On March 13, 2022, Pinto re-signed with the Tigers organization on a new minor league deal. He was released on July 3, 2022.

===Rakuten Monkeys===
On July 28, 2022, Pinto signed with the Rakuten Monkeys of the Chinese Professional Baseball League. Pinto appeared in 4 games (3 starts) for Rakuten, struggling to a 1–2 record and 6.06 ERA with 9 strikeouts in 16.1 innings pitched.

===Tecolotes de los Dos Laredos===
On February 8, 2023, Pinto signed with the Tecolotes de los Dos Laredos of the Mexican League. In 10 starts, Pinto went 2–3 with a 5.44 ERA and 41 strikeouts over 49.2 innings. He was released on June 14, 2023.

===Diablos Rojos del México===
On June 19, 2023, Pinto signed with the Diablos Rojos del México of the Mexican League. In 9 games (5 starts) for México, he posted a 3.34 ERA with 18 strikeouts in 32 1/3 innings of work.

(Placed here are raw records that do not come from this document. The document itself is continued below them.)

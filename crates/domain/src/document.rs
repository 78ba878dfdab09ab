// Copyright (C) 2026 Fred Clausen
// Use of this source code is governed by an MIT-style
// license that can be found in the LICENSE file or at
// https://opensource.org/licenses/MIT.

//! Contract documents and the analysis completion estimate.
//!
//! ## Estimate rule
//!
//! - Only documents visible to the customer are considered
//! - The most recent such document (by `created_at`) decides
//! - If it is not of the configured trigger type, there is no estimate
//! - Its timestamp is read in the configured timezone
//! - Saturday and Sunday uploads get the weekend offset, all others the weekday offset

use crate::error::DomainError;
use crate::ids::{ContractId, DocumentId};
use chrono::{Datelike, Weekday};
use chrono_tz::Tz;
use serde::{Deserialize, Serialize};
use std::str::FromStr;
use time::{Duration, OffsetDateTime};

/// Document types.
#[derive(Debug, Clone, Copy, PartialEq, Eq, Hash, Serialize, Deserialize)]
#[serde(rename_all = "snake_case")]
pub enum DocumentType {
    /// Uploaded by the customer for analysis.
    CustomerUpload,
    Policy,
    OfferDocument,
    Cancellation,
    Invoice,
    Other,
}

impl DocumentType {
    /// Returns the persisted string form.
    #[must_use]
    pub const fn as_str(&self) -> &'static str {
        match self {
            Self::CustomerUpload => "customer_upload",
            Self::Policy => "policy",
            Self::OfferDocument => "offer_document",
            Self::Cancellation => "cancellation",
            Self::Invoice => "invoice",
            Self::Other => "other",
        }
    }
}

impl FromStr for DocumentType {
    type Err = DomainError;

    fn from_str(s: &str) -> Result<Self, Self::Err> {
        match s {
            "customer_upload" => Ok(Self::CustomerUpload),
            "policy" => Ok(Self::Policy),
            "offer_document" => Ok(Self::OfferDocument),
            "cancellation" => Ok(Self::Cancellation),
            "invoice" => Ok(Self::Invoice),
            "other" => Ok(Self::Other),
            _ => Err(DomainError::UnknownDocumentType(s.to_string())),
        }
    }
}

impl std::fmt::Display for DocumentType {
    fn fmt(&self, f: &mut std::fmt::Formatter<'_>) -> std::fmt::Result {
        write!(f, "{}", self.as_str())
    }
}

/// A stored document.
#[derive(Debug, Clone, PartialEq, Eq, Serialize, Deserialize)]
pub struct Document {
    pub id: DocumentId,
    pub contract_id: ContractId,
    pub document_type: DocumentType,
    pub file_name: String,
    /// Content checksum; uploads with a known checksum are not stored twice.
    pub checksum: String,
    pub visible_to_customer: bool,
    #[serde(with = "time::serde::rfc3339")]
    pub created_at: OffsetDateTime,
}

/// A document about to be attached to a contract.
#[derive(Debug, Clone, PartialEq, Eq, Serialize, Deserialize)]
pub struct DocumentUpload {
    pub document_type: DocumentType,
    pub file_name: String,
    pub checksum: String,
    #[serde(default = "default_visible")]
    pub visible_to_customer: bool,
}

const fn default_visible() -> bool {
    true
}

/// Parameters of the analysis completion estimate.
#[derive(Debug, Clone, Copy, PartialEq, Eq)]
pub struct AnalysisEstimateConfig {
    /// Timezone used to decide the upload weekday.
    pub timezone: Tz,
    /// Document type whose upload starts the clock.
    pub trigger_type: DocumentType,
    /// Offset applied to uploads on Monday through Friday.
    pub weekday_offset: Duration,
    /// Offset applied to uploads on Saturday and Sunday.
    pub weekend_offset: Duration,
}

impl Default for AnalysisEstimateConfig {
    fn default() -> Self {
        Self {
            timezone: chrono_tz::Europe::Berlin,
            trigger_type: DocumentType::CustomerUpload,
            weekday_offset: Duration::hours(24),
            weekend_offset: Duration::hours(76),
        }
    }
}

impl AnalysisEstimateConfig {
    /// Builds a configuration from an IANA timezone name and hour offsets.
    ///
    /// # Errors
    ///
    /// Returns `DomainError::InvalidTimezone` if the name cannot be resolved.
    pub fn from_parts(
        timezone: &str,
        trigger_type: DocumentType,
        weekday_hours: i64,
        weekend_hours: i64,
    ) -> Result<Self, DomainError> {
        let tz: Tz = timezone
            .parse()
            .map_err(|_| DomainError::InvalidTimezone(timezone.to_string()))?;
        Ok(Self {
            timezone: tz,
            trigger_type,
            weekday_offset: Duration::hours(weekday_hours),
            weekend_offset: Duration::hours(weekend_hours),
        })
    }
}

/// Estimates when the analysis of a contract's documents will finish.
///
/// # Arguments
///
/// * `documents` - All documents of the contract, in any order
/// * `config` - Estimate parameters
///
/// # Returns
///
/// `Ok(None)` when no visible document exists or the latest visible document
/// is not of the trigger type.
///
/// # Errors
///
/// Returns `DomainError::DateArithmeticOverflow` if the timestamp cannot be
/// represented after conversion or after adding the offset.
pub fn estimate_analysis_completion(
    documents: &[Document],
    config: &AnalysisEstimateConfig,
) -> Result<Option<OffsetDateTime>, DomainError> {
    let Some(latest) = documents
        .iter()
        .filter(|d| d.visible_to_customer)
        .max_by_key(|d| (d.created_at, d.id))
    else {
        return Ok(None);
    };

    if latest.document_type != config.trigger_type {
        return Ok(None);
    }

    let weekday: Weekday = local_weekday(latest.created_at, config.timezone)?;
    let offset: Duration = if matches!(weekday, Weekday::Sat | Weekday::Sun) {
        config.weekend_offset
    } else {
        config.weekday_offset
    };

    latest
        .created_at
        .checked_add(offset)
        .map(Some)
        .ok_or_else(|| DomainError::DateArithmeticOverflow {
            operation: format!("adding {offset} to {}", latest.created_at),
        })
}

fn local_weekday(at: OffsetDateTime, tz: Tz) -> Result<Weekday, DomainError> {
    let utc = chrono::DateTime::from_timestamp(at.unix_timestamp(), at.nanosecond()).ok_or_else(
        || DomainError::DateArithmeticOverflow {
            operation: format!("converting {at} to {tz}"),
        },
    )?;
    Ok(utc.with_timezone(&tz).weekday())
}
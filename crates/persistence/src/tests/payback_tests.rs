// Copyright (C) 2026 Fred Clausen
// Use of this source code is governed by an MIT-style
// license that can be found in the LICENSE file or at
// https://opensource.org/licenses/MIT.

use clark::{
    CreditPaybackPoints, EnrollPayback, PaybackConfig, PaybackLedger, PaybackStore,
    RecalculatePaybackPoints, RepositoryError,
};
use clark_domain::{
    CustomerId, NewPaybackTransaction, PaybackTransaction, PaybackTransactionKind,
    PaybackTransactionState,
};
use time::macros::datetime;
use time::{Duration, OffsetDateTime};

use super::{CUSTOMER, create_test_persistence};
use crate::Persistence;

const NUMBER: &str = "3083640123";
const NOW: OffsetDateTime = datetime!(2026-02-01 12:00 UTC);

fn enroll(persistence: &Persistence) {
    let outcome = EnrollPayback::new(persistence).call(CUSTOMER, NUMBER).unwrap();
    assert!(outcome.successful());
}

fn credit(persistence: &Persistence, kind: PaybackTransactionKind, points: i64) {
    let outcome = CreditPaybackPoints::new(persistence, PaybackConfig::default())
        .call(CUSTOMER, kind, points, NOW)
        .unwrap();
    assert!(outcome.successful());
}

fn stored_transactions(persistence: &Persistence) -> Vec<PaybackTransaction> {
    let mut transactions = Vec::new();
    persistence
        .exclusive(&mut |store| {
            transactions = store.transactions_for(CUSTOMER)?;
            Ok(())
        })
        .unwrap();
    transactions
}

// ============================================================================
// Enrollment
// ============================================================================

#[test]
fn test_enrollment_is_idempotent_for_the_same_number() {
    let persistence = create_test_persistence();

    let first = EnrollPayback::new(persistence.as_ref())
        .call(CUSTOMER, NUMBER)
        .unwrap()
        .into_payload()
        .unwrap();
    let second = EnrollPayback::new(persistence.as_ref())
        .call(CUSTOMER, NUMBER)
        .unwrap()
        .into_payload()
        .unwrap();

    assert!(first.created);
    assert!(!second.created);
    assert_eq!(first.account, second.account);
    assert_eq!(first.account.points_locked, 0);
}

#[test]
fn test_enrollment_rejects_a_number_taken_by_another_customer() {
    let persistence = create_test_persistence();
    enroll(&persistence);

    let outcome = EnrollPayback::new(persistence.as_ref())
        .call(CustomerId::new(CUSTOMER.value() + 1), NUMBER)
        .unwrap();

    assert!(!outcome.successful());
    assert!(outcome.error_fields().contains_key("payback_number"));
}

#[test]
fn test_enrollment_rejects_a_malformed_number() {
    let persistence = create_test_persistence();

    let outcome = EnrollPayback::new(persistence.as_ref())
        .call(CUSTOMER, "12ab")
        .unwrap();

    assert!(outcome.error_fields().contains_key("payback_number"));
}

// ============================================================================
// Ledger
// ============================================================================

#[test]
fn test_credit_and_refund_are_booked_locked() {
    let persistence = create_test_persistence();
    enroll(&persistence);

    credit(&persistence, PaybackTransactionKind::Credit, 100);
    let payload = CreditPaybackPoints::new(persistence.as_ref(), PaybackConfig::default())
        .call(CUSTOMER, PaybackTransactionKind::Refund, 30, NOW)
        .unwrap()
        .into_payload()
        .unwrap();

    assert_eq!(payload.transaction.state, PaybackTransactionState::Locked);
    assert_eq!(payload.transaction.locked_until, NOW + Duration::days(30));
    assert_eq!(payload.account.points_locked, 70);
    assert_eq!(payload.account.points_unlocked, 0);
}

#[test]
fn test_credit_without_enrollment_is_not_found() {
    let persistence = create_test_persistence();

    let outcome = CreditPaybackPoints::new(persistence.as_ref(), PaybackConfig::default())
        .call(CUSTOMER, PaybackTransactionKind::Credit, 10, NOW)
        .unwrap();

    assert!(outcome.is_not_found());
}

#[test]
fn test_recalculation_releases_due_entries_only() {
    let persistence = create_test_persistence();
    enroll(&persistence);
    credit(&persistence, PaybackTransactionKind::Credit, 100);
    let long_lock = CreditPaybackPoints::new(persistence.as_ref(), PaybackConfig { lock_days: 60 })
        .call(CUSTOMER, PaybackTransactionKind::Credit, 40, NOW)
        .unwrap();
    assert!(long_lock.successful());

    let payload = RecalculatePaybackPoints::new(persistence.as_ref())
        .call(NOW + Duration::days(31))
        .unwrap()
        .into_payload()
        .unwrap();
    let repeat = RecalculatePaybackPoints::new(persistence.as_ref())
        .call(NOW + Duration::days(31))
        .unwrap()
        .into_payload()
        .unwrap();

    assert_eq!(payload.released_count, 1);
    assert_eq!(payload.accounts_updated, 1);
    assert_eq!(repeat.released_count, 0);
    assert_eq!(repeat.accounts_updated, 0);
    let states: Vec<_> = stored_transactions(&persistence)
        .iter()
        .map(|t| t.state)
        .collect();
    assert_eq!(
        states,
        vec![
            PaybackTransactionState::Released,
            PaybackTransactionState::Locked,
        ]
    );
}

#[test]
fn test_failed_exclusive_section_keeps_nothing() {
    let persistence = create_test_persistence();
    enroll(&persistence);

    let result = persistence.exclusive(&mut |store| {
        let entry = NewPaybackTransaction::locked_for(
            CUSTOMER,
            PaybackTransactionKind::Credit,
            25,
            NOW,
            30,
        )
        .expect("valid entry");
        store.append_transaction(entry)?;
        Err(RepositoryError::Backend(String::from("forced failure")))
    });

    assert!(matches!(result, Err(RepositoryError::Backend(_))));
    assert!(stored_transactions(&persistence).is_empty());
}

===Philadelphia Phillies (second stint)===
On February 18, 2024, Pinto signed a minor league contract to return to the Phillies. On April 2, he had his contract selected to the active roster. He made his return to the MLB that night, earning his first career save while pitching 4 innings in a win over the Cincinnati Reds. In 6 appearances for Philadelphia, Pinto struggled to a 10.97 ERA with 8 strikeouts across 10 2/3 innings of work. He was designated for assignment on April 28 when Taijuan Walker returned from the injured list. Pinto elected free agency after clearing waivers on May 2. He was re-signed to a minor league contract on May 9. In 16 games (6 starts) for the Triple–A Lehigh Valley IronPigs, Pinto posted a 4–1 record and 5.27 ERA with 40 strikeouts across 56 1/3 innings pitched. He was released by the Phillies organization on August 12.

===Diablos Rojos del México (second stint)===
On January 29, 2025, Pinto signed with the Diablos Rojos del México of the Mexican League. He made 12 starts for México, logging a 2-1 record and 5.62 ERA with 35 strikeouts across 49 2/3 innings pitched. With the team, Pinto won the Serie del Rey.